─── EXCERPTED RECORDS ───

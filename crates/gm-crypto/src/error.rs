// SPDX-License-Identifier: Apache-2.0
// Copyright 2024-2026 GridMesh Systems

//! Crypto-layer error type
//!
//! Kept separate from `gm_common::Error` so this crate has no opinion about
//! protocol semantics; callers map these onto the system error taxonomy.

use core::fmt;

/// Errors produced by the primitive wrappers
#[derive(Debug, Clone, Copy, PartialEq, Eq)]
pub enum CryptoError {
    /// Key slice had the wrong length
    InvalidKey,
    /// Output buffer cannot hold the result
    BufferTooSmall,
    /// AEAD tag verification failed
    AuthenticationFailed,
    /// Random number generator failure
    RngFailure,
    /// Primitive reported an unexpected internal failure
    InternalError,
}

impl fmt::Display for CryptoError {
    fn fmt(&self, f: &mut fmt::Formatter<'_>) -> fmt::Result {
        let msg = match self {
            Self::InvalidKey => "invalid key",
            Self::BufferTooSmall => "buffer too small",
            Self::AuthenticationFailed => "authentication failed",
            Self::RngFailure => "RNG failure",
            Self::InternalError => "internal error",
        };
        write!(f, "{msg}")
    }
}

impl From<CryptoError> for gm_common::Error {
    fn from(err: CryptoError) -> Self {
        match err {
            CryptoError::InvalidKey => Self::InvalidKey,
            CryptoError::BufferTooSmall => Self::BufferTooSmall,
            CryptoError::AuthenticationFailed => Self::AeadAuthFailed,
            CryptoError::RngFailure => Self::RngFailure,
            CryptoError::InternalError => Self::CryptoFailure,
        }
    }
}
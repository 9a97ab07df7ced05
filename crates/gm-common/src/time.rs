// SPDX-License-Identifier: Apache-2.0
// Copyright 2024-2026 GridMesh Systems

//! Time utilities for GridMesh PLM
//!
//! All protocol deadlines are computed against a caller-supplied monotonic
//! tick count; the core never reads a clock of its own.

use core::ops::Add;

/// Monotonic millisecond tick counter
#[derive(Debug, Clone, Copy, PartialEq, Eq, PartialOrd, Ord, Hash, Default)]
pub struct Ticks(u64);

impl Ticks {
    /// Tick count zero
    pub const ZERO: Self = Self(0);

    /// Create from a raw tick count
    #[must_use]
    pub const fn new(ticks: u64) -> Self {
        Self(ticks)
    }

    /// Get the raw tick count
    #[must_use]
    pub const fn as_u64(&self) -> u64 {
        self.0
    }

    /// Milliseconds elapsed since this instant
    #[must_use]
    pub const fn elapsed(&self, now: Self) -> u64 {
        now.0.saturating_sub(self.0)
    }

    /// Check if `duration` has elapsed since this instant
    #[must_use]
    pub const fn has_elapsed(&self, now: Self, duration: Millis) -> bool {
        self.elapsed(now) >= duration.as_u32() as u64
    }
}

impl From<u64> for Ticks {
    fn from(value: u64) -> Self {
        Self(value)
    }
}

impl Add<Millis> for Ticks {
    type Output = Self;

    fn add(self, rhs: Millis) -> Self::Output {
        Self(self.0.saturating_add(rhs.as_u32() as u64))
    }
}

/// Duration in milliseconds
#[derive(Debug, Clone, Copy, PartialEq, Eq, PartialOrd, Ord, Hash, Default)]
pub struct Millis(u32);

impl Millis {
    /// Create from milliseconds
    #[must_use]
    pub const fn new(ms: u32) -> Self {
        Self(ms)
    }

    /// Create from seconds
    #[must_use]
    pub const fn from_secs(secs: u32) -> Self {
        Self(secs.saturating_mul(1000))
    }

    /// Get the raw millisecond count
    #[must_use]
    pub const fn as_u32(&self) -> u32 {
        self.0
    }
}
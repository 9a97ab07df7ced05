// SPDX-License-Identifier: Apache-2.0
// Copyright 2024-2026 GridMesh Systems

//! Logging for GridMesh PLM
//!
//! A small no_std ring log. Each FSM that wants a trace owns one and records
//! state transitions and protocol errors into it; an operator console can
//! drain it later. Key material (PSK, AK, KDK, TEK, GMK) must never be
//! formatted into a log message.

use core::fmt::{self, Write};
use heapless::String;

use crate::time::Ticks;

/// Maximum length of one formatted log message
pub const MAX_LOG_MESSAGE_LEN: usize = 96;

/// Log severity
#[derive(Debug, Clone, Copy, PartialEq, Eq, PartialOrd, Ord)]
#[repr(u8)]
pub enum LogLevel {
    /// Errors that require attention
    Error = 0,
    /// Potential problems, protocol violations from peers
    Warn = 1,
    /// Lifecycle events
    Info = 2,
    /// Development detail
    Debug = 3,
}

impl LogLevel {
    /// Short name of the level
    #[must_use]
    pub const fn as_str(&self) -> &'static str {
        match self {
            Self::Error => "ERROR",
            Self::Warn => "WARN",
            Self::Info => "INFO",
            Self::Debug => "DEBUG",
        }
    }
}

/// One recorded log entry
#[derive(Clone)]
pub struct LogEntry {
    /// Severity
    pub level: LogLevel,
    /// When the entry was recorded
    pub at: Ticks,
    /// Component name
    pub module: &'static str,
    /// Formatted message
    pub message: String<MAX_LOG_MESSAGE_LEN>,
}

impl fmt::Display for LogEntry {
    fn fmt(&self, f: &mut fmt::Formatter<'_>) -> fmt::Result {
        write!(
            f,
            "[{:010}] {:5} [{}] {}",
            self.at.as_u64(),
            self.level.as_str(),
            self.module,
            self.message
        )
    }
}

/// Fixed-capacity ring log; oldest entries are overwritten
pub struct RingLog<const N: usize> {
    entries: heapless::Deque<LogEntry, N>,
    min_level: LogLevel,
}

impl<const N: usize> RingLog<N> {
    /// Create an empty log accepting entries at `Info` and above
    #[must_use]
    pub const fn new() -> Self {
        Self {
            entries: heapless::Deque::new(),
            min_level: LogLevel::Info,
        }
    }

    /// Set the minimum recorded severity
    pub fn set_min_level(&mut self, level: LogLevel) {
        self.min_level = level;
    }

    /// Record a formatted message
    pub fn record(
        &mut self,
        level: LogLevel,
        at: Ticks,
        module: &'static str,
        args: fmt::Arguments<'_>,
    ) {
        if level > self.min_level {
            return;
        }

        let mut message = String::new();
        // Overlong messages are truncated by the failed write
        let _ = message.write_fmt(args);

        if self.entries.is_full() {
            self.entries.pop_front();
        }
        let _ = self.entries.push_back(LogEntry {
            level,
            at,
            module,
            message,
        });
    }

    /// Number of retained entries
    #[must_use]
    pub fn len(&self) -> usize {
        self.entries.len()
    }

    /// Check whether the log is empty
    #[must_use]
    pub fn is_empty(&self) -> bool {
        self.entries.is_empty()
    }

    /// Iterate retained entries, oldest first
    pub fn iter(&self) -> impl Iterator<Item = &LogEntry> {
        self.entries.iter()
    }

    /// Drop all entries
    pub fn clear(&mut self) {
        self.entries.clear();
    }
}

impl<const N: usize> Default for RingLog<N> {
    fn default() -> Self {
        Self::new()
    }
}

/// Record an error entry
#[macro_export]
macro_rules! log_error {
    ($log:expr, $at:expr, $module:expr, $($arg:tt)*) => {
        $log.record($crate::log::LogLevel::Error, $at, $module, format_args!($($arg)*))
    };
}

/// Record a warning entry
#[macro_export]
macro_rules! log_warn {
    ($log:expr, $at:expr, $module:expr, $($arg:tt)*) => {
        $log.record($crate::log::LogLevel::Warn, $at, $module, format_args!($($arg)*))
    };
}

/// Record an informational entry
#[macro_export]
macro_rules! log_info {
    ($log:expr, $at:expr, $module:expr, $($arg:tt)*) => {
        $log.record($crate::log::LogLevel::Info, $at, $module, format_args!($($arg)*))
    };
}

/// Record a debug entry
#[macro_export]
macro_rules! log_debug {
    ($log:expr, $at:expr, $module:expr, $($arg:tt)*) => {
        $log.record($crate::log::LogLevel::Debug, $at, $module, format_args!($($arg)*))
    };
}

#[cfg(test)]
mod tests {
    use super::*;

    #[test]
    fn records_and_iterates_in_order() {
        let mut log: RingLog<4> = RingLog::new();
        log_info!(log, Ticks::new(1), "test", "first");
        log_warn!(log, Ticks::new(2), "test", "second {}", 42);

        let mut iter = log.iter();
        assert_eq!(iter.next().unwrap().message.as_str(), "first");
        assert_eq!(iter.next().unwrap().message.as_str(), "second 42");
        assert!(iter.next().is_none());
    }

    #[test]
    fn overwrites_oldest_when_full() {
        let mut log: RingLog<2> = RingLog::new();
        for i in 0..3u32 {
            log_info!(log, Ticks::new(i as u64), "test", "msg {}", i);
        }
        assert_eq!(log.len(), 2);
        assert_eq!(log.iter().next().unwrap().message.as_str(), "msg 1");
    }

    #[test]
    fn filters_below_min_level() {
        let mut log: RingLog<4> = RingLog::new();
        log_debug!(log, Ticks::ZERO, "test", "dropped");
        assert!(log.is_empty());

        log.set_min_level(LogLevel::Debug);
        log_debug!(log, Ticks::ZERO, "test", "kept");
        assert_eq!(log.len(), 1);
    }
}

───
─── EXCERPTED RECORDS ───

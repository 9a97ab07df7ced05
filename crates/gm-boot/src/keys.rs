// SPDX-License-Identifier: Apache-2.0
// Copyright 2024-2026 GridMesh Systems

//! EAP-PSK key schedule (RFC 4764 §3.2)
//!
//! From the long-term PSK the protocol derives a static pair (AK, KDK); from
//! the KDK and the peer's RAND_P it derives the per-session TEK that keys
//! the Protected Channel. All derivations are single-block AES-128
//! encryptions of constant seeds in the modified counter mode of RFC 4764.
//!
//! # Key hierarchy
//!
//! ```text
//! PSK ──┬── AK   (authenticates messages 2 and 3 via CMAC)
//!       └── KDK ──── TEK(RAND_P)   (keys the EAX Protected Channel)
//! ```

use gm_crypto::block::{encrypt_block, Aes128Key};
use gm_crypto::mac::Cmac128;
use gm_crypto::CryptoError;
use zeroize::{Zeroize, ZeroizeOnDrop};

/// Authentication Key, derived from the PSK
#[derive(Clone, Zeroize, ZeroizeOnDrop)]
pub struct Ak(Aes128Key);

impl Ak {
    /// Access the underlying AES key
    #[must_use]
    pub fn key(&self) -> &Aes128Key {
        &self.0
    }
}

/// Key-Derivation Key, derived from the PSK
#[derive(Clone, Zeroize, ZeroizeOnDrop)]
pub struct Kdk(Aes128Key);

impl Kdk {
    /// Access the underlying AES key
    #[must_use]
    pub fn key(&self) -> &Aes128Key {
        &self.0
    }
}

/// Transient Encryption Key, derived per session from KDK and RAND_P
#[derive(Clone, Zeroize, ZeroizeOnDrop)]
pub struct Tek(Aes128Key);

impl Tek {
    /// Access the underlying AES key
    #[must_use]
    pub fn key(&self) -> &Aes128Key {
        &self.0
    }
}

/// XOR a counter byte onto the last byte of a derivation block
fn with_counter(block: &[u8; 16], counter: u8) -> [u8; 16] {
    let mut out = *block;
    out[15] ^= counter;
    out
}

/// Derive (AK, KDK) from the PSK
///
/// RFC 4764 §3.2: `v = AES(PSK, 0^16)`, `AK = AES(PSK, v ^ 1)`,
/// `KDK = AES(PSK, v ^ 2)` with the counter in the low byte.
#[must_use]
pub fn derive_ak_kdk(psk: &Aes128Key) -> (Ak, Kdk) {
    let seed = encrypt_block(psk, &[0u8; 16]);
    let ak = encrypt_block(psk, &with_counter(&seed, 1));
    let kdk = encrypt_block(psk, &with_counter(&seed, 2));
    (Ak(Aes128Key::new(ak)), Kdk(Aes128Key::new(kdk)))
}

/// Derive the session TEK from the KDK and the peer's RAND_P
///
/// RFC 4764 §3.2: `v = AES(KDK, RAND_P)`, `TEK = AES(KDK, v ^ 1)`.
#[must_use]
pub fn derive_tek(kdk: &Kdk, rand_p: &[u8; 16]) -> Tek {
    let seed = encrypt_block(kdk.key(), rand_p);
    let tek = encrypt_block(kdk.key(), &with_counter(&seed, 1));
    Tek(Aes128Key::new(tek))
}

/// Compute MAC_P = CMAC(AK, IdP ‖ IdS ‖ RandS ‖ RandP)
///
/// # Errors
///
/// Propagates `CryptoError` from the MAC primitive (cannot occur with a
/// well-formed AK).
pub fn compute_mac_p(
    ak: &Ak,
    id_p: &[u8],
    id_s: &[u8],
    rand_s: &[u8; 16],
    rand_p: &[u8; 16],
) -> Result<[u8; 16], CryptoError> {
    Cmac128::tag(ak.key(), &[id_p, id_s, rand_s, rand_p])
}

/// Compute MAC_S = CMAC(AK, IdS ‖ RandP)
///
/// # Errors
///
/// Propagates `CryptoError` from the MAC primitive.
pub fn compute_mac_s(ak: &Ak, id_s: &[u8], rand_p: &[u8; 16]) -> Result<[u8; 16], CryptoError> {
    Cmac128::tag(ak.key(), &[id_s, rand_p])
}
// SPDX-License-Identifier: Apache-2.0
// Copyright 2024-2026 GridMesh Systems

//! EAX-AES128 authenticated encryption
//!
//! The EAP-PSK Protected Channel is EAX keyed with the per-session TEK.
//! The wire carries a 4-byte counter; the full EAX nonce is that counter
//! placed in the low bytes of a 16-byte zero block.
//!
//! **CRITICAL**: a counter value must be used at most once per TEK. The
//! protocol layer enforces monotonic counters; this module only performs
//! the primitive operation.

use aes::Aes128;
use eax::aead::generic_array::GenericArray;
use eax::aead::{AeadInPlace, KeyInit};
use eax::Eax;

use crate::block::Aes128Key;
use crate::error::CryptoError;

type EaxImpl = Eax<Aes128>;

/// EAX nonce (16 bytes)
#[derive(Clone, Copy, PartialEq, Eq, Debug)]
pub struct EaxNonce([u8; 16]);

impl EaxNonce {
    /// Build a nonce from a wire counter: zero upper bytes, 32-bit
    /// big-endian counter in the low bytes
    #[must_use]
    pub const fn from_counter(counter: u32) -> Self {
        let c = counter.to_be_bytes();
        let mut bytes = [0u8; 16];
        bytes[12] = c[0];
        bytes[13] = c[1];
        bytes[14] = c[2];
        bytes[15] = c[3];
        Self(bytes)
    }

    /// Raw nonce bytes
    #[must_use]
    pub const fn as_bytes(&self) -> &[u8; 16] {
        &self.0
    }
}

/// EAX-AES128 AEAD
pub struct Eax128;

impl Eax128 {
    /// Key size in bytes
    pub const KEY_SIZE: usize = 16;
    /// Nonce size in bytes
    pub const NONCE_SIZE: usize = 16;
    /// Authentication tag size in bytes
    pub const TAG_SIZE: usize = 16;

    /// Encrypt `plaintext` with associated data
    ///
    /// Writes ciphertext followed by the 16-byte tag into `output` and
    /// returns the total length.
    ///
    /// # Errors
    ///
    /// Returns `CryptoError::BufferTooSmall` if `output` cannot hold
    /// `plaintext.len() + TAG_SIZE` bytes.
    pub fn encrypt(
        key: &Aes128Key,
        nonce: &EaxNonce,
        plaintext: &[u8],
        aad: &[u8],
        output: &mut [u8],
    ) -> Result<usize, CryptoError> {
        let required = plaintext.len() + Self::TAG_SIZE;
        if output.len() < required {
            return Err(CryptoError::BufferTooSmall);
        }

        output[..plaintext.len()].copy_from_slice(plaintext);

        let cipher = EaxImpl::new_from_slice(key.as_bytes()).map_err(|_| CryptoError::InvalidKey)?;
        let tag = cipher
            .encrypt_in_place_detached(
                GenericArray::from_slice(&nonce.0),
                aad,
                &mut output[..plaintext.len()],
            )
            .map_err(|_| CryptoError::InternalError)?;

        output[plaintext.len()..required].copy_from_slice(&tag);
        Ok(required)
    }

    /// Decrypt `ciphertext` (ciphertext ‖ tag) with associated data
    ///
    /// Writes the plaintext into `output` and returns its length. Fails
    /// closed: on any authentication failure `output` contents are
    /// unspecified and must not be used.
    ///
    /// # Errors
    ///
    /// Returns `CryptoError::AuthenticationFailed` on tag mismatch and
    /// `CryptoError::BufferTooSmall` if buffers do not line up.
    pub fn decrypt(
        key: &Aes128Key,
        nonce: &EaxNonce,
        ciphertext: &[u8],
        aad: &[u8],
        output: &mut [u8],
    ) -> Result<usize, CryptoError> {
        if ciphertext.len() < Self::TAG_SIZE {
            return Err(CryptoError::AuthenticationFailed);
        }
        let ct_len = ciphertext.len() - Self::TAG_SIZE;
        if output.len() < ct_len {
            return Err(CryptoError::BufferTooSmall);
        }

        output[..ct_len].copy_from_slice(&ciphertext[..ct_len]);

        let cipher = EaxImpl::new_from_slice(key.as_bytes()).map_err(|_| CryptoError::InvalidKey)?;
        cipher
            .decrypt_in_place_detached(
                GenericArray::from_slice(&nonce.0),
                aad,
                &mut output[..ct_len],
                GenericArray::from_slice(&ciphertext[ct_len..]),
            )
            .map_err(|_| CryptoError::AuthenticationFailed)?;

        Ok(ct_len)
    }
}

───
─── EXCERPTED RECORDS ───

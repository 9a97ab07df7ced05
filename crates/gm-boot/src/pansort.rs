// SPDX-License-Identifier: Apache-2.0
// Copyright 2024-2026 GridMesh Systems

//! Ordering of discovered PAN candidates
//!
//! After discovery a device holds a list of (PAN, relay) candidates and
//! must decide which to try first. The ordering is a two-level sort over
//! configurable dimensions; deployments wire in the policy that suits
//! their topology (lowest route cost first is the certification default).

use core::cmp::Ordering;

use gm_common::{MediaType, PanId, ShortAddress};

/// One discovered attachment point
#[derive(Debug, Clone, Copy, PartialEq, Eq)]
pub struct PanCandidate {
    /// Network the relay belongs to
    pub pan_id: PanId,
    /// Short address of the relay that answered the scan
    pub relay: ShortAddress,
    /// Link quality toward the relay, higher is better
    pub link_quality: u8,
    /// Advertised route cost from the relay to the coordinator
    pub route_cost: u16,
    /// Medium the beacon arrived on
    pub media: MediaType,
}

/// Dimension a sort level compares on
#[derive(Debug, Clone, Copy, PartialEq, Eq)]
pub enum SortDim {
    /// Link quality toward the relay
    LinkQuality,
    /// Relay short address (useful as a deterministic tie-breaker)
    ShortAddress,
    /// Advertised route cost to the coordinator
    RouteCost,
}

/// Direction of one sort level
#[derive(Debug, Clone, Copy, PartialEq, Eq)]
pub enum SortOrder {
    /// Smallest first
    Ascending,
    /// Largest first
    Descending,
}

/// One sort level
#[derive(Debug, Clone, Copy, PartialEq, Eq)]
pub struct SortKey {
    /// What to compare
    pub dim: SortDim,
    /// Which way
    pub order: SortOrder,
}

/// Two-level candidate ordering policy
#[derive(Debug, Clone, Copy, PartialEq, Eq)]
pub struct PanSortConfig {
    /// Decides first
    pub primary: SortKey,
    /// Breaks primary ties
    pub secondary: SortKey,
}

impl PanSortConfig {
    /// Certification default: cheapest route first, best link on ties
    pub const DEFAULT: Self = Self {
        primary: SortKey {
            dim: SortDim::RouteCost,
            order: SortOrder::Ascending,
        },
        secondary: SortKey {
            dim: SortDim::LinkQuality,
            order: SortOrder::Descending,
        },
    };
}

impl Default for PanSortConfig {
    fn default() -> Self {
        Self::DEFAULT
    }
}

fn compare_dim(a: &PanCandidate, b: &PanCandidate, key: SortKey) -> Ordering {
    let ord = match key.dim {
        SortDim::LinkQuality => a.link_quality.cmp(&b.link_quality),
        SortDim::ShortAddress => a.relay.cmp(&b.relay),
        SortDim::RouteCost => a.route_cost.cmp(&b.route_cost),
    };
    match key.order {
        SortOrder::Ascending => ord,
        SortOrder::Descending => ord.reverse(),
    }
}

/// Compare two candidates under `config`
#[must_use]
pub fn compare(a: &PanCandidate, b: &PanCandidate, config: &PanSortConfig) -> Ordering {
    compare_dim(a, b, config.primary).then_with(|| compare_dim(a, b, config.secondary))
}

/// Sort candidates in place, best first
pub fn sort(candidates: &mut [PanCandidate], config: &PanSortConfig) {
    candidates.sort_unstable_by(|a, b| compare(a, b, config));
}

───

THE PROBLEM: Each line above from the one with "filename crates/gm-crypto/src/error.rs" up to and including the one with "system error taxonomy." must be set down exactly, and no line outside that span may appear.

TASK RESPONSE:
filename crates/gm-crypto/src/error.rs
// SPDX-License-Identifier: Apache-2.0
// Copyright 2024-2026 GridMesh Systems

//! Crypto-layer error type
//!
//! Kept separate from `gm_common::Error` so this crate has no opinion about
//! protocol semantics; callers map these onto the system error taxonomy.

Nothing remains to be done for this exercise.